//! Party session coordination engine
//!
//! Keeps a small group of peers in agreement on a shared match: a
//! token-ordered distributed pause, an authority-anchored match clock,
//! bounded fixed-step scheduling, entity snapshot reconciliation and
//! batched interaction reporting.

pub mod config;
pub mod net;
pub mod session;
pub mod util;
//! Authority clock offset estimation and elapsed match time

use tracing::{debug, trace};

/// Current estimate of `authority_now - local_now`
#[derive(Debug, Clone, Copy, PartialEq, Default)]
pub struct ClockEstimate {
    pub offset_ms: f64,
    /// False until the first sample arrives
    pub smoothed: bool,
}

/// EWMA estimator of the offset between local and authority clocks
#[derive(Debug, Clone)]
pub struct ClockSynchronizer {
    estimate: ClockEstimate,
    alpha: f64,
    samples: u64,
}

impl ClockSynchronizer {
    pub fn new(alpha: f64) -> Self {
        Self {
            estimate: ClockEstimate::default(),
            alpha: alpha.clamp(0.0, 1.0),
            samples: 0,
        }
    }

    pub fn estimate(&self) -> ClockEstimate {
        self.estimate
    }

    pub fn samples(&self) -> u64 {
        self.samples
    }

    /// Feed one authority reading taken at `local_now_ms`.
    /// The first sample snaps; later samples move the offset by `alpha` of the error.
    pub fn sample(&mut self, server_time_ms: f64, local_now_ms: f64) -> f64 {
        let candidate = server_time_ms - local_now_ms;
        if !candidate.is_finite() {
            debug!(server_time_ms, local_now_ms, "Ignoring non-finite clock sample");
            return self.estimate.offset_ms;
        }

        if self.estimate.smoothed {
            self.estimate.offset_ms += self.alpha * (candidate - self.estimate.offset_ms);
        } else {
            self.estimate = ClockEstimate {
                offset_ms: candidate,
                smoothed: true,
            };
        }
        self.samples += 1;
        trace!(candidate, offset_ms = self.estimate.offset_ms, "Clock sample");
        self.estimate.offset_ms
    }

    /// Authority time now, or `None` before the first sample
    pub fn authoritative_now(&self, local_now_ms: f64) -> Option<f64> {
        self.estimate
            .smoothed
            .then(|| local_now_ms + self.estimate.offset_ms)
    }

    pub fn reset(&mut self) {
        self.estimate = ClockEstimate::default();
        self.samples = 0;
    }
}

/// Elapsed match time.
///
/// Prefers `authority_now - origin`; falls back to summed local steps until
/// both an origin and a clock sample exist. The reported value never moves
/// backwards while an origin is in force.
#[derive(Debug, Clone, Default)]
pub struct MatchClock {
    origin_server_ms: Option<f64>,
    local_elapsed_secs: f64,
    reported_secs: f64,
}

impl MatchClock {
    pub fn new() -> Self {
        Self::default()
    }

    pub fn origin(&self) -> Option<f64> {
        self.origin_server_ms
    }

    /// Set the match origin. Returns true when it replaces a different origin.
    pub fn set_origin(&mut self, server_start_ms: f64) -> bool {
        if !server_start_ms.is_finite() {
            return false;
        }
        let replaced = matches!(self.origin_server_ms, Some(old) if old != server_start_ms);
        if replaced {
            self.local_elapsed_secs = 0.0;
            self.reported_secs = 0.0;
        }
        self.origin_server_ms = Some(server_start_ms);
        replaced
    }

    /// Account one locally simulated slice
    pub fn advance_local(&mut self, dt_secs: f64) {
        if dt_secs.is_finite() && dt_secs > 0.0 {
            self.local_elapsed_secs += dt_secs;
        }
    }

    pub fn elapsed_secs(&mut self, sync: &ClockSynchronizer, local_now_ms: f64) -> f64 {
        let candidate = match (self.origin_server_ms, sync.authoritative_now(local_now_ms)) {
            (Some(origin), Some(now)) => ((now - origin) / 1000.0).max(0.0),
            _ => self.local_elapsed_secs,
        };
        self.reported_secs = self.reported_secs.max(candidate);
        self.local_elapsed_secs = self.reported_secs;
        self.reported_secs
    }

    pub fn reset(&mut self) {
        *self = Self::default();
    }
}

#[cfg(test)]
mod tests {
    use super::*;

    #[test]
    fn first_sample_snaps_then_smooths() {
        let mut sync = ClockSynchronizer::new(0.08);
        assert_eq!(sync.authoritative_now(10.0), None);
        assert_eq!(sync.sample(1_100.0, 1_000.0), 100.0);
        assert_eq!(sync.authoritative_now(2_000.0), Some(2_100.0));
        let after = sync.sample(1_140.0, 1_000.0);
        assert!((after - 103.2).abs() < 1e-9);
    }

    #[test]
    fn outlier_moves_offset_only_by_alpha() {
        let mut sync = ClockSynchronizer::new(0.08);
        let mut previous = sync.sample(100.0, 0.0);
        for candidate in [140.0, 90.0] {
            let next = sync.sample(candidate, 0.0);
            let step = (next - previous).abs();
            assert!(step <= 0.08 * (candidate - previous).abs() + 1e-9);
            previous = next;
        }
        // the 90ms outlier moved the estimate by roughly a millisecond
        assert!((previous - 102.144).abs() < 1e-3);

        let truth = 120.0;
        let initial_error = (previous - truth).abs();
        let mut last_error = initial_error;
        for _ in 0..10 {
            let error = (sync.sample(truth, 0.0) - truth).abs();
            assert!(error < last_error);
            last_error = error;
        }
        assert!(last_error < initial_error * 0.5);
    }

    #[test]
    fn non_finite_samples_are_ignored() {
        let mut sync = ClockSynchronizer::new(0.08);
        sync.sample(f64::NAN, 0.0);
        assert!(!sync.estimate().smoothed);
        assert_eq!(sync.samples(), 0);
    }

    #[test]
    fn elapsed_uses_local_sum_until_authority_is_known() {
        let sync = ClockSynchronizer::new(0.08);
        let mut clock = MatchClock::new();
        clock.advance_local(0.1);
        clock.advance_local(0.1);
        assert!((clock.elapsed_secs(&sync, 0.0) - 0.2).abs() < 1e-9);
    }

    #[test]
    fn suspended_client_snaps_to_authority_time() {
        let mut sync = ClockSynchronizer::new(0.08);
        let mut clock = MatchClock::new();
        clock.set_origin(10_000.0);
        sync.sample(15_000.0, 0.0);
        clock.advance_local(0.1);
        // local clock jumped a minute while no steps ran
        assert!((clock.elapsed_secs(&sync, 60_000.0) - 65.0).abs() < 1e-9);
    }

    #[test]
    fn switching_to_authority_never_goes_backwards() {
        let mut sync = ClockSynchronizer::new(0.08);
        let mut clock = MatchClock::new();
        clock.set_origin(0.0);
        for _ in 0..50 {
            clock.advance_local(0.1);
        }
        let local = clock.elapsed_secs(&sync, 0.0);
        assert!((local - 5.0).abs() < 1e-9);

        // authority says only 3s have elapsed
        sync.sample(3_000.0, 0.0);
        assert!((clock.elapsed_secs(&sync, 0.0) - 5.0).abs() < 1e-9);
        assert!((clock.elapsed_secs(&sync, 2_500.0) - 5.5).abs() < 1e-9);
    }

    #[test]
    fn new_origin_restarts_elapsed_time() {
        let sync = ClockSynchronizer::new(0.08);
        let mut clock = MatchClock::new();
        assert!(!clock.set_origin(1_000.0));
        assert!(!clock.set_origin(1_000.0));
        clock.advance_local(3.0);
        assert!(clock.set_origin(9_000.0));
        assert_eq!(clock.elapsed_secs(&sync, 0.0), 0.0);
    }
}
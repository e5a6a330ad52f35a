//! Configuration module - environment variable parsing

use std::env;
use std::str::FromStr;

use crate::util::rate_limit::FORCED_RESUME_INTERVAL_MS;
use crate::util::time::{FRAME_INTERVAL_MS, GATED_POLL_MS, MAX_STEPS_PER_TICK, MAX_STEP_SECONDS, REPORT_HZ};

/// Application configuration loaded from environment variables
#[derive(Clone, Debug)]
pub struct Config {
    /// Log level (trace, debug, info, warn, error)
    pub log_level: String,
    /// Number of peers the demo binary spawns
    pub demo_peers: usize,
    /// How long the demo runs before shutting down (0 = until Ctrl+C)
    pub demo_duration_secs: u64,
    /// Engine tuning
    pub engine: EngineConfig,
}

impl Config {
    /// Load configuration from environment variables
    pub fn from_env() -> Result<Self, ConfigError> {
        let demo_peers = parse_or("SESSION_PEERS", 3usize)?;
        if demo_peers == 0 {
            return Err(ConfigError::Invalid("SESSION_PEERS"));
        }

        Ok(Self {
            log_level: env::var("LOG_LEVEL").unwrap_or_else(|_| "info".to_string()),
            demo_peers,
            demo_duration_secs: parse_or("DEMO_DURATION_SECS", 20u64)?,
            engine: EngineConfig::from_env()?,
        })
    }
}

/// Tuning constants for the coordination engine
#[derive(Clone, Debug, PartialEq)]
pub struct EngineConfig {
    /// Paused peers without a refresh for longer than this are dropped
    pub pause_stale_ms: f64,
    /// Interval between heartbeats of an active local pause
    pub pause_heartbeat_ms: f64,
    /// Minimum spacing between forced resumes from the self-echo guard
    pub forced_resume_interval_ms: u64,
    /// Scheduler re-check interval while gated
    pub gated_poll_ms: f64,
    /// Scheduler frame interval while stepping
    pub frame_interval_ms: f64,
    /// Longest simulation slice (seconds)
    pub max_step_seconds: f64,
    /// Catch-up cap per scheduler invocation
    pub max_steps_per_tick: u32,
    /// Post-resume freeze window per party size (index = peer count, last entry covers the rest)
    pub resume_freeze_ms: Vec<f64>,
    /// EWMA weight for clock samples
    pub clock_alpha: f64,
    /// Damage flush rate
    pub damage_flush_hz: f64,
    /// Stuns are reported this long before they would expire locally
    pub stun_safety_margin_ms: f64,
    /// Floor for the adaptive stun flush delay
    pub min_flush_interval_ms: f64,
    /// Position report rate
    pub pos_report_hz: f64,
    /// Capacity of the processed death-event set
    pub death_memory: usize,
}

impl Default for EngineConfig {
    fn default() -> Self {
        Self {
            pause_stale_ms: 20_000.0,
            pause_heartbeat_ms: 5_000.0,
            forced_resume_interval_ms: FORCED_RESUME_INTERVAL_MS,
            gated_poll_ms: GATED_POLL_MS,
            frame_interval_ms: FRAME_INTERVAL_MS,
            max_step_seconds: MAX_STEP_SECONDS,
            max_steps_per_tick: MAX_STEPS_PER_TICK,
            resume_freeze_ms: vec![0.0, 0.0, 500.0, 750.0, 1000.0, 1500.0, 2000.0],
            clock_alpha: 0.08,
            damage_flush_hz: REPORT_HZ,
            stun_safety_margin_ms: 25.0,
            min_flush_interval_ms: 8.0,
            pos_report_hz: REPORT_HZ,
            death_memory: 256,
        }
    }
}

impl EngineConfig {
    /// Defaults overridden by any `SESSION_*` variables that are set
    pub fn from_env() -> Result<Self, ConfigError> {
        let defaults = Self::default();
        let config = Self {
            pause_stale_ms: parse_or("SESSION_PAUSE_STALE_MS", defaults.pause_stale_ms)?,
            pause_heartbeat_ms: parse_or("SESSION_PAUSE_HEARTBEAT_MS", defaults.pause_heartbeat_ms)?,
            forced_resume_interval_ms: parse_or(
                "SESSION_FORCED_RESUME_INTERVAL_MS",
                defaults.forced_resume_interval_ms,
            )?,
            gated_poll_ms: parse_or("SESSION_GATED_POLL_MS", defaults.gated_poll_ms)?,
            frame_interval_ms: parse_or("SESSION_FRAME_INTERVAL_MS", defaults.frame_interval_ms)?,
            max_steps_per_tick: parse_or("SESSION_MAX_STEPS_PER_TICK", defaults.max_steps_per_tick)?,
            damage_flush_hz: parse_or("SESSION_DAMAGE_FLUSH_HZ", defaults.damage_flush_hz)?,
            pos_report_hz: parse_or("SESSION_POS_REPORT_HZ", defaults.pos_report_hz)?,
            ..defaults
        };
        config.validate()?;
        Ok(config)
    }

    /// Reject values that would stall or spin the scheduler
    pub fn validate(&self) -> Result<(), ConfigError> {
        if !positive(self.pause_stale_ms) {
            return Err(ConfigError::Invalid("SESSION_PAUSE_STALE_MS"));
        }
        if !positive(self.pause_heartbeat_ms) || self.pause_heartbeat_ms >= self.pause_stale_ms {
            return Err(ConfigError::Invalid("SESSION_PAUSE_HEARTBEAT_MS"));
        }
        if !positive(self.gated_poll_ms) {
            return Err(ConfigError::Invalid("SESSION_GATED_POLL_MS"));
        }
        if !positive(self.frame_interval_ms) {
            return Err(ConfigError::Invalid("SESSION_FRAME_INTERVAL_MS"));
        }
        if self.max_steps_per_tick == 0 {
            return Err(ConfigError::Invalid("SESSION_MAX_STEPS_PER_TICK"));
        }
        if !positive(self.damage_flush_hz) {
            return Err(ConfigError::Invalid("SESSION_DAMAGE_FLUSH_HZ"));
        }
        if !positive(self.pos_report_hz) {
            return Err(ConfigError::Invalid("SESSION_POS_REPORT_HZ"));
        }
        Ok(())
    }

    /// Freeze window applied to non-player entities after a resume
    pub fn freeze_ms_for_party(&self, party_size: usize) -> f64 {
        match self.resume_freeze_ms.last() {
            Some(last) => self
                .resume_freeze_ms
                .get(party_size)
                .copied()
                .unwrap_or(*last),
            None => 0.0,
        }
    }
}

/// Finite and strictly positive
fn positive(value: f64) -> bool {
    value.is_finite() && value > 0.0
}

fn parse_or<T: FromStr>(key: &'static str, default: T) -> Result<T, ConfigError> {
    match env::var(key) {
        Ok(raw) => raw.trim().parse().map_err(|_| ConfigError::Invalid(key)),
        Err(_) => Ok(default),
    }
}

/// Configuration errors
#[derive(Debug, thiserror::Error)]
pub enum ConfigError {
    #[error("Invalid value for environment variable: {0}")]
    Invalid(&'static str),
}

=-=-=-=-=

Exercise directions: From the entries above, copy out every line where the string "Invalid" appears.

Solution to the exercise:
            return Err(ConfigError::Invalid("SESSION_PEERS"));
            return Err(ConfigError::Invalid("SESSION_PAUSE_STALE_MS"));
            return Err(ConfigError::Invalid("SESSION_PAUSE_HEARTBEAT_MS"));
            return Err(ConfigError::Invalid("SESSION_GATED_POLL_MS"));
            return Err(ConfigError::Invalid("SESSION_FRAME_INTERVAL_MS"));
            return Err(ConfigError::Invalid("SESSION_MAX_STEPS_PER_TICK"));
            return Err(ConfigError::Invalid("SESSION_DAMAGE_FLUSH_HZ"));
            return Err(ConfigError::Invalid("SESSION_POS_REPORT_HZ"));
        Ok(raw) => raw.trim().parse().map_err(|_| ConfigError::Invalid(key)),
    #[error("Invalid value for environment variable: {0}")]
    Invalid(&'static str),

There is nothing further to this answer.